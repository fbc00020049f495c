pub mod admin_operations;
pub mod operation;
use crate::api::{BackendHealthResponse, HealthResponse};
use crate::state::AppState;
use axum::{extract::State, http::StatusCode, Json};
use twincache::AdminOperations;

/// GET /health
pub async fn health_check(State(state): State<AppState>) -> (StatusCode, Json<HealthResponse>) {
    let health = state.coordinator.health().await;

    let (status_code, status) = if health.is_fully_healthy() {
        (StatusCode::OK, "ok")
    } else if health.is_serving() {
        (StatusCode::OK, "degraded")
    } else {
        (StatusCode::SERVICE_UNAVAILABLE, "down")
    };

    let backends = health
        .backends
        .into_iter()
        .map(|b| BackendHealthResponse {
            name: b.name,
            healthy: b.healthy,
            error: b.error,
        })
        .collect();

    (status_code, Json(HealthResponse { status, backends }))
}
+++
• [ABOUT THIS EXERCISE]: For every line in the material above, note whether the word "AppState" appears, then state the number of lines where it does and nothing else.

• [OUTPUT OF THE TASK]: 2